**Records for this exercise**
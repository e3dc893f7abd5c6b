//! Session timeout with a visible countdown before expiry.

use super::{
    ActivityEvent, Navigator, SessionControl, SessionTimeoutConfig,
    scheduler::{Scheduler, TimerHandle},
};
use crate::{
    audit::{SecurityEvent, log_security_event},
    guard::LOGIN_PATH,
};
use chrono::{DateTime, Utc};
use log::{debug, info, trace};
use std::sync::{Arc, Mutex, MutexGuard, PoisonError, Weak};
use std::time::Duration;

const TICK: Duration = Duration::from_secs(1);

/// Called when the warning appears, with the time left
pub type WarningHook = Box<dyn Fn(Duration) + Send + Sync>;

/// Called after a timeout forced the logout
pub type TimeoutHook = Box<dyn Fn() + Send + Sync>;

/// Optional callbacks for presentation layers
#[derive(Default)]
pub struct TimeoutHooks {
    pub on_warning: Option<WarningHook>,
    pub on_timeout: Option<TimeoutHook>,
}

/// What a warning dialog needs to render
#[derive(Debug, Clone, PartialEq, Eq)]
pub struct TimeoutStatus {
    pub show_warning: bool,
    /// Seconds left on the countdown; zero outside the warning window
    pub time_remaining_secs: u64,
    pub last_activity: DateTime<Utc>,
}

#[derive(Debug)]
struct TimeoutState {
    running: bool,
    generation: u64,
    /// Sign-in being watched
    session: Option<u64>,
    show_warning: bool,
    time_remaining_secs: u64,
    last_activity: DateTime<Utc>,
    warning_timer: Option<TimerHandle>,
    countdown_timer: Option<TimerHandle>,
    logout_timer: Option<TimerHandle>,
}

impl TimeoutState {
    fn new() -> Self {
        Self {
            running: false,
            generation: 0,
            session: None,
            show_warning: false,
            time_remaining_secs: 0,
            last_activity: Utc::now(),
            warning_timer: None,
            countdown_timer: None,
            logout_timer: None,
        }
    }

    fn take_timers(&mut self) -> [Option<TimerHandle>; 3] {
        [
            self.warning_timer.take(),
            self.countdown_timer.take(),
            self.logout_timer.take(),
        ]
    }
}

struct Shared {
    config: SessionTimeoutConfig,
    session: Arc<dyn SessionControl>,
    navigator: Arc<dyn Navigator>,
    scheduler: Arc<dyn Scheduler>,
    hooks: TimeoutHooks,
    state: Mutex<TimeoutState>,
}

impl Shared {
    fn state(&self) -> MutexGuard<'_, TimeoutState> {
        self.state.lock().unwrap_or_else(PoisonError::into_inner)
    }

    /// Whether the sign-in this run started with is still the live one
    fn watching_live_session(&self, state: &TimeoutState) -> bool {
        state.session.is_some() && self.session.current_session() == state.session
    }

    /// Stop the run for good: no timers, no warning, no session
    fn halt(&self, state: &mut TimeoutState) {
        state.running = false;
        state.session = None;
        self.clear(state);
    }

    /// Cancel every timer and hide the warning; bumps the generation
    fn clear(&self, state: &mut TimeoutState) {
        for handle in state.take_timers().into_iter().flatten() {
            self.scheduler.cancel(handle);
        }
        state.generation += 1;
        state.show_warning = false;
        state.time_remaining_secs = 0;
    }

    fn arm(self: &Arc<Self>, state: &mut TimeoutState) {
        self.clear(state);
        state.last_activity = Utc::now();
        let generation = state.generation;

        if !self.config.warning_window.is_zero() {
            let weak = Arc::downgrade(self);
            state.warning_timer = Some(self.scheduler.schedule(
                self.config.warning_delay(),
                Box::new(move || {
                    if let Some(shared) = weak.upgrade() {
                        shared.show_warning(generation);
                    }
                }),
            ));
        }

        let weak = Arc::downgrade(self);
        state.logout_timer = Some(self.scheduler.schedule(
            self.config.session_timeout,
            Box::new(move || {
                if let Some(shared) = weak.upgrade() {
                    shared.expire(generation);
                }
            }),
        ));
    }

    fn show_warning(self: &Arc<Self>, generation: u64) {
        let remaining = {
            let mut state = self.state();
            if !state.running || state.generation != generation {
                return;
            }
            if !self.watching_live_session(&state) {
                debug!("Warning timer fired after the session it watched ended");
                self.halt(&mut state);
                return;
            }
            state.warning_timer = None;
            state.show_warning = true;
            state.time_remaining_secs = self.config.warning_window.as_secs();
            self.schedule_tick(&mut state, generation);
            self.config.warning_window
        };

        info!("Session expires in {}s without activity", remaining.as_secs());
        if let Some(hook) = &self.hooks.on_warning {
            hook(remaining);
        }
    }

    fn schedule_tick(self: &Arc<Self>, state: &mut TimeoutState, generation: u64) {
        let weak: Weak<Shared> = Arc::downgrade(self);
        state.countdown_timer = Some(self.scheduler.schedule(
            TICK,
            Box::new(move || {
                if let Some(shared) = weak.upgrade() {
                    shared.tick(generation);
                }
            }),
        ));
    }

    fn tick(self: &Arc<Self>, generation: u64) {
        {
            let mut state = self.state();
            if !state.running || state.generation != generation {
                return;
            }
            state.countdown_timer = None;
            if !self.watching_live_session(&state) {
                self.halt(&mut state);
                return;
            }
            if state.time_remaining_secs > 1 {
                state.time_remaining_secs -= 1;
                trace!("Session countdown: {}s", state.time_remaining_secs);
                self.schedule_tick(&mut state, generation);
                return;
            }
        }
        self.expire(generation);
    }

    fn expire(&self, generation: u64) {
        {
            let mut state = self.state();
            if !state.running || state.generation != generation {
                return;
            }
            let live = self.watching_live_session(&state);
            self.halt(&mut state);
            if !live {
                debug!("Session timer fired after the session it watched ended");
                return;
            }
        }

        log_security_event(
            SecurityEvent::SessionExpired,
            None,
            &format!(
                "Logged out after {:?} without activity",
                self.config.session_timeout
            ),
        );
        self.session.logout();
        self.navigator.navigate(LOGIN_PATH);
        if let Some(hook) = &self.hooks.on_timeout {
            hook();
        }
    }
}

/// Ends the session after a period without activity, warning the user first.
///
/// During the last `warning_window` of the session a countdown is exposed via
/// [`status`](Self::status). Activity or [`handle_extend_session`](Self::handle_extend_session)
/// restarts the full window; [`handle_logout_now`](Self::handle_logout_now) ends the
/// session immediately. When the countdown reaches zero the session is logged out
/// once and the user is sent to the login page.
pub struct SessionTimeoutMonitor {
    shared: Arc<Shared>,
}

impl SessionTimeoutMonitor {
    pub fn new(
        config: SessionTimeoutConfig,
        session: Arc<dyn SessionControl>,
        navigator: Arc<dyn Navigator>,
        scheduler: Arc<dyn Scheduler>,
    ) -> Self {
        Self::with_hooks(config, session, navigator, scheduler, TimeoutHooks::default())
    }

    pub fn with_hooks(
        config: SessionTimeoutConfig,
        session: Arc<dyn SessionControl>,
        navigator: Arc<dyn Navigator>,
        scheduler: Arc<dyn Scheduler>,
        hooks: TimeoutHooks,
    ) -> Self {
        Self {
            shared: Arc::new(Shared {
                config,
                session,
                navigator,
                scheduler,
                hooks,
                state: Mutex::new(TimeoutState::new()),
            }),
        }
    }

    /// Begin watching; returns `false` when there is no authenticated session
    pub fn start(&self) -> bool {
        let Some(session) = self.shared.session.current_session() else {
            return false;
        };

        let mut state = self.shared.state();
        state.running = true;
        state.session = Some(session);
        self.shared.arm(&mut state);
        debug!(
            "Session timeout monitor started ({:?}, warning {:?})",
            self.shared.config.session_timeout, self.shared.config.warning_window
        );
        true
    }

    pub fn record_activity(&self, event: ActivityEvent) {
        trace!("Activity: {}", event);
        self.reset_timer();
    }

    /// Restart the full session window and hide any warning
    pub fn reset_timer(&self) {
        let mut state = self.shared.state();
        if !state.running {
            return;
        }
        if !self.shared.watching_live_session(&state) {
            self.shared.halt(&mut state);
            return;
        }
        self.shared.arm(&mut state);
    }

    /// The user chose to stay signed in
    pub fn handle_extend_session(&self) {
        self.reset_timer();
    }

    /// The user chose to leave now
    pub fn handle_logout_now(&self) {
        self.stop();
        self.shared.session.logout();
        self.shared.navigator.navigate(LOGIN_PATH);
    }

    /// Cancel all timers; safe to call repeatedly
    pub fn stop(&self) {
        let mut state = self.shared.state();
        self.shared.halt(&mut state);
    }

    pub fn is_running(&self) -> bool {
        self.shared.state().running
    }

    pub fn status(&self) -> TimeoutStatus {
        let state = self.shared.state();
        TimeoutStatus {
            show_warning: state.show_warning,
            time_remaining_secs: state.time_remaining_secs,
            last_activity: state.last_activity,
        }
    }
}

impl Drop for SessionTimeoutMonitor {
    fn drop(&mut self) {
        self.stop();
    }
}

* * *

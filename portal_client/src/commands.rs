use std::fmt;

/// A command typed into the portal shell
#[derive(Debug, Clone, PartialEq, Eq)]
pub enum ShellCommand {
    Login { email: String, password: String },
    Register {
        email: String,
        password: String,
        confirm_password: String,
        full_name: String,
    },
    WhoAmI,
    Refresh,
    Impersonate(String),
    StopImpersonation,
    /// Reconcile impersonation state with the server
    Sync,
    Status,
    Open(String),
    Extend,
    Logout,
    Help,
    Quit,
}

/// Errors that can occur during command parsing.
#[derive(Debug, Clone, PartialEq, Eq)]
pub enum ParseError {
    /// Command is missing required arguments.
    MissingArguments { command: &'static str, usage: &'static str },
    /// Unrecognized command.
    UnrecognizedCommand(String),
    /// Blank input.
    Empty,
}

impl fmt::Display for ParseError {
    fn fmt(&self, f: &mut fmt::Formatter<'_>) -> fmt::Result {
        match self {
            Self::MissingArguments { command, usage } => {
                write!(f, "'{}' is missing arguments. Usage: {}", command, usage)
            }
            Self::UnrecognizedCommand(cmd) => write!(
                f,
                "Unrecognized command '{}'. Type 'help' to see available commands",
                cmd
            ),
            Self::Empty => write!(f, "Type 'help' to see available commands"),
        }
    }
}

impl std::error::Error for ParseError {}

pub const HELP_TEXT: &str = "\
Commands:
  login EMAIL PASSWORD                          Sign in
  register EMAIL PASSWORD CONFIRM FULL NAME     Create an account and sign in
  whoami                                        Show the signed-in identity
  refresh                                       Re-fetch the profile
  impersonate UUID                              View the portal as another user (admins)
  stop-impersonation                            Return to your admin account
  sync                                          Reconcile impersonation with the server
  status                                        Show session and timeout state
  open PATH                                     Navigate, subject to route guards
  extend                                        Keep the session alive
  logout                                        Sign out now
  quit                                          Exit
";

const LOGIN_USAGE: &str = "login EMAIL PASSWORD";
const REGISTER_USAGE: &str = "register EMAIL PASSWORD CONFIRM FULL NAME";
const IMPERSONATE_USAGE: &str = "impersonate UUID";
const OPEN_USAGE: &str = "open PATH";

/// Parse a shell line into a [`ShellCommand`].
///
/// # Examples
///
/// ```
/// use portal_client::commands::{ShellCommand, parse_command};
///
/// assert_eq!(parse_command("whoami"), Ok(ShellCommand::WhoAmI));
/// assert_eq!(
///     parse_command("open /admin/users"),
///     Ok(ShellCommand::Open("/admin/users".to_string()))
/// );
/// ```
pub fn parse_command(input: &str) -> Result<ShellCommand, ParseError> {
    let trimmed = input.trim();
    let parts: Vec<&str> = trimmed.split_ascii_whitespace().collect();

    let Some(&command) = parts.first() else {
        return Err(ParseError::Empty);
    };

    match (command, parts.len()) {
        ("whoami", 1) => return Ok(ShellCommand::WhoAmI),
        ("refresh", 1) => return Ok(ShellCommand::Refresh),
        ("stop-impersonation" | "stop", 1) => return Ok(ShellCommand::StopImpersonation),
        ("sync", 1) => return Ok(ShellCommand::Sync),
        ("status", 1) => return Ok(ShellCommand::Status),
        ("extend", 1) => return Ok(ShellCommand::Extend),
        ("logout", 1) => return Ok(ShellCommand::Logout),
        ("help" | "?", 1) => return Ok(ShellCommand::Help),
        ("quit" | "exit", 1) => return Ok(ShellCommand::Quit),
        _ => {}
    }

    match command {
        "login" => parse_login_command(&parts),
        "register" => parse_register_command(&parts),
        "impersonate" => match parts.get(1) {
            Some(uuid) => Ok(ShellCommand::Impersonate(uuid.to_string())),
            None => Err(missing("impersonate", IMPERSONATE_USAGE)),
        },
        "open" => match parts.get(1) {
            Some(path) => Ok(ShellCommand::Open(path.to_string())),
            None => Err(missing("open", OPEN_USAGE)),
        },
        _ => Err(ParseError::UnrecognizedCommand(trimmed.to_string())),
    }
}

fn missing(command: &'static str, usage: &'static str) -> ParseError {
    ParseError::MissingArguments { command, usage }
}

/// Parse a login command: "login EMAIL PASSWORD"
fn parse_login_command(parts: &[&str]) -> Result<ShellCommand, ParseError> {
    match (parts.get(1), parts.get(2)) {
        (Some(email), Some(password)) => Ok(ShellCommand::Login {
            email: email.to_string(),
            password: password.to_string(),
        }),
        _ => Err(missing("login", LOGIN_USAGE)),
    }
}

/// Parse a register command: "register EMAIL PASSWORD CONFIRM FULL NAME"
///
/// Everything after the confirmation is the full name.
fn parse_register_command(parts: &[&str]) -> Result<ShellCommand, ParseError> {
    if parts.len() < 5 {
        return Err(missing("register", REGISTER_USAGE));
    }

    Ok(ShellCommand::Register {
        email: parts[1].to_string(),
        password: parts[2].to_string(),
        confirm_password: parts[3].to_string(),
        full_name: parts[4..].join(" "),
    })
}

**About this exercise**
Each line of the listing that includes the word "without" should be copied out.

**Task output**
        info!("Session expires in {}s without activity", remaining.as_secs());
                "Logged out after {:?} without activity",
/// Ends the session after a period without activity, warning the user first.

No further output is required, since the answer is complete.